::: DATASET EXTRACT :::

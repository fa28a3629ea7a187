//! First-class move types.
//!
//! Moves are domain events, not side effects: they carry the player's
//! intent and can be validated independently of execution.

use crate::position::Position;
use crate::types::Player;
use serde::{Deserialize, Serialize};

/// A move in tic-tac-toe: a player placing their mark at a position.
#[derive(Debug, Clone, Copy, PartialEq, Eq, Hash, Serialize, Deserialize)]
pub struct Move {
    /// The player making the move.
    pub player: Player,
    /// The position where the player places their mark.
    pub position: Position,
}

impl Move {
    /// Creates a new move.
    pub fn new(player: Player, position: Position) -> Self {
        Self { player, position }
    }
}

impl std::fmt::Display for Move {
    fn fmt(&self, f: &mut std::fmt::Formatter<'_>) -> std::fmt::Result {
        write!(f, "{:?} -> {}", self.player, self.position.label())
    }
}

/// Error that can occur when validating or applying a move.
#[derive(Debug, Clone, PartialEq, Eq, derive_more::Display)]
pub enum MoveError {
    /// The square at the position is already occupied.
    #[display("Square {:?} is already occupied", _0)]
    SquareOccupied(Position),

    /// It's not this player's turn.
    #[display("It's not {:?}'s turn", _0)]
    WrongPlayer(Player),

    /// An invariant was violated after a transition.
    #[display("Invariant violation: {}", _0)]
    InvariantViolation(String),
}

impl std::error::Error for MoveError {}
//! Per-game role bindings for the search.

use crate::types::Player;
use serde::{Deserialize, Serialize};

/// Binds the two search roles to marks for the duration of one game.
///
/// Which mark the engine optimizes for is decided fresh at each game
/// start, so the binding travels with the game as a value instead of
/// living in shared mutable state. Independent games can then run their
/// searches concurrently, and tests can pin either mark as maximizer.
#[derive(Debug, Clone, Copy, PartialEq, Eq, Hash, Serialize, Deserialize)]
pub struct Roles {
    maximizer: Player,
    minimizer: Player,
}

impl Roles {
    /// Binds `maximizer` as the mark whose utility the search
    /// maximizes; the opponent minimizes it.
    pub fn new(maximizer: Player) -> Self {
        Self {
            maximizer,
            minimizer: maximizer.opponent(),
        }
    }

    /// The mark whose utility is being maximized.
    pub fn maximizer(&self) -> Player {
        self.maximizer
    }

    /// The opposing mark.
    pub fn minimizer(&self) -> Player {
        self.minimizer
    }
}
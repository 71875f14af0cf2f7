//! In-process comparison of two manifests.
//!
//! Detection is line-exact on the manifest text: any difference in any line,
//! including a timestamp-only change, makes the manifests differ. The same
//! pass also produces the per-path breakdown used for reporting.

use crate::tracking::{FileRecord, Manifest};
use anyhow::{Context, Result};
use colored::{Color, Colorize};
use std::cmp::Ordering;
use std::fmt;
use std::io::Write;

/// A path present in both manifests whose line differs
#[derive(Debug, Clone, PartialEq, Eq)]
pub struct RecordChange {
    /// Record from the baseline
    pub before: FileRecord,
    /// Record from the candidate
    pub after: FileRecord,
}

impl RecordChange {
    /// Whether the content digest differs
    #[must_use]
    pub fn content_changed(&self) -> bool {
        self.before.digest != self.after.digest
    }

    /// Whether the modification time differs
    #[must_use]
    pub fn timestamp_changed(&self) -> bool {
        self.before.modified != self.after.modified
    }

    /// Short description of what changed
    #[must_use]
    pub fn kind(&self) -> &'static str {
        match (self.content_changed(), self.timestamp_changed()) {
            (true, true) => "content and timestamp",
            (true, false) => "content",
            (false, true) => "timestamp",
            (false, false) => "line",
        }
    }
}

/// Result of comparing a baseline against a candidate
#[derive(Debug, Clone, Default, PartialEq, Eq)]
pub struct ManifestDiff {
    /// Whether the two manifest texts are byte-identical
    identical: bool,
    /// Paths only in the candidate
    pub added: Vec<FileRecord>,
    /// Paths only in the baseline
    pub removed: Vec<FileRecord>,
    /// Paths in both whose record differs
    pub changed: Vec<RecordChange>,
}

impl ManifestDiff {
    /// Compare two parsed manifests record by record
    #[must_use]
    pub fn between(baseline: &Manifest, candidate: &Manifest) -> Self {
        let mut diff = Self {
            identical: baseline.render() == candidate.render(),
            ..Self::default()
        };

        let mut old = baseline.records().iter().peekable();
        let mut new = candidate.records().iter().peekable();

        loop {
            match (old.peek(), new.peek()) {
                (Some(a), Some(b)) => match a.path.cmp(&b.path) {
                    Ordering::Less => {
                        diff.removed.push((*a).clone());
                        old.next();
                    }
                    Ordering::Greater => {
                        diff.added.push((*b).clone());
                        new.next();
                    }
                    Ordering::Equal => {
                        if a != b {
                            diff.changed.push(RecordChange {
                                before: (*a).clone(),
                                after: (*b).clone(),
                            });
                        }
                        old.next();
                        new.next();
                    }
                },
                (Some(a), None) => {
                    diff.removed.push((*a).clone());
                    old.next();
                }
                (None, Some(b)) => {
                    diff.added.push((*b).clone());
                    new.next();
                }
                (None, None) => break,
            }
        }

        diff
    }

    /// Whether the manifests are byte-identical
    #[must_use]
    pub const fn is_identical(&self) -> bool {
        self.identical
    }

    /// Number of paths affected
    #[must_use]
    pub fn change_count(&self) -> usize {
        self.added.len() + self.removed.len() + self.changed.len()
    }

    /// Write one line per affected path
    ///
    /// # Errors
    ///
    /// Returns an error if writing fails.
    pub fn write_report(&self, colorize: bool, writer: &mut dyn Write) -> Result<()> {
        for record in &self.added {
            writeln!(writer, "  {} {}", paint("added:   ", Color::Green, colorize), record.path)?;
        }
        for record in &self.removed {
            writeln!(writer, "  {} {}", paint("removed: ", Color::Red, colorize), record.path)?;
        }
        for change in &self.changed {
            writeln!(
                writer,
                "  {} {} ({})",
                paint("changed: ", Color::Yellow, colorize),
                change.after.path,
                change.kind()
            )?;
        }

        Ok(())
    }
}

impl fmt::Display for ManifestDiff {
    fn fmt(&self, f: &mut fmt::Formatter<'_>) -> fmt::Result {
        write!(
            f,
            "{} added, {} removed, {} changed",
            self.added.len(),
            self.removed.len(),
            self.changed.len()
        )
    }
}

fn paint(label: &str, color: Color, colorize: bool) -> String {
    if colorize {
        label.color(color).to_string()
    } else {
        label.to_string()
    }
}

/// Compare a baseline manifest text against a candidate manifest text
///
/// `is_identical` reflects byte equality of the two texts and is decided
/// before either is parsed. The per-path lists come from parsing both.
///
/// # Errors
///
/// Returns an error if the texts differ and either is not a well-formed
/// manifest.
pub fn compare_manifests(baseline_text: &str, candidate_text: &str) -> Result<ManifestDiff> {
    if baseline_text == candidate_text {
        tracing::debug!("Manifests are byte-identical");
        return Ok(ManifestDiff {
            identical: true,
            ..ManifestDiff::default()
        });
    }

    let baseline = Manifest::parse(baseline_text).context("Baseline manifest is corrupt")?;
    let candidate = Manifest::parse(candidate_text).context("Candidate manifest is corrupt")?;

    let mut diff = ManifestDiff::between(&baseline, &candidate);
    diff.identical = false;

    tracing::debug!(identical = diff.identical, summary = %diff, "Manifests compared");
    Ok(diff)
}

:::

§ **INSTRUCTIONS TO FOLLOW**: What are the lines above, starting at the one with "record by record" and ending at the one with "of paths affected"? Give them again exactly, and only them.

§ **REPLY**:
    /// Compare two parsed manifests record by record
    #[must_use]
    pub fn between(baseline: &Manifest, candidate: &Manifest) -> Self {
        let mut diff = Self {
            identical: baseline.render() == candidate.render(),
            ..Self::default()
        };

        let mut old = baseline.records().iter().peekable();
        let mut new = candidate.records().iter().peekable();

        loop {
            match (old.peek(), new.peek()) {
                (Some(a), Some(b)) => match a.path.cmp(&b.path) {
                    Ordering::Less => {
                        diff.removed.push((*a).clone());
                        old.next();
                    }
                    Ordering::Greater => {
                        diff.added.push((*b).clone());
                        new.next();
                    }
                    Ordering::Equal => {
                        if a != b {
                            diff.changed.push(RecordChange {
                                before: (*a).clone(),
                                after: (*b).clone(),
                            });
                        }
                        old.next();
                        new.next();
                    }
                },
                (Some(a), None) => {
                    diff.removed.push((*a).clone());
                    old.next();
                }
                (None, Some(b)) => {
                    diff.added.push((*b).clone());
                    new.next();
                }
                (None, None) => break,
            }
        }

        diff
    }

    /// Whether the manifests are byte-identical
    #[must_use]
    pub const fn is_identical(&self) -> bool {
        self.identical
    }

    /// Number of paths affected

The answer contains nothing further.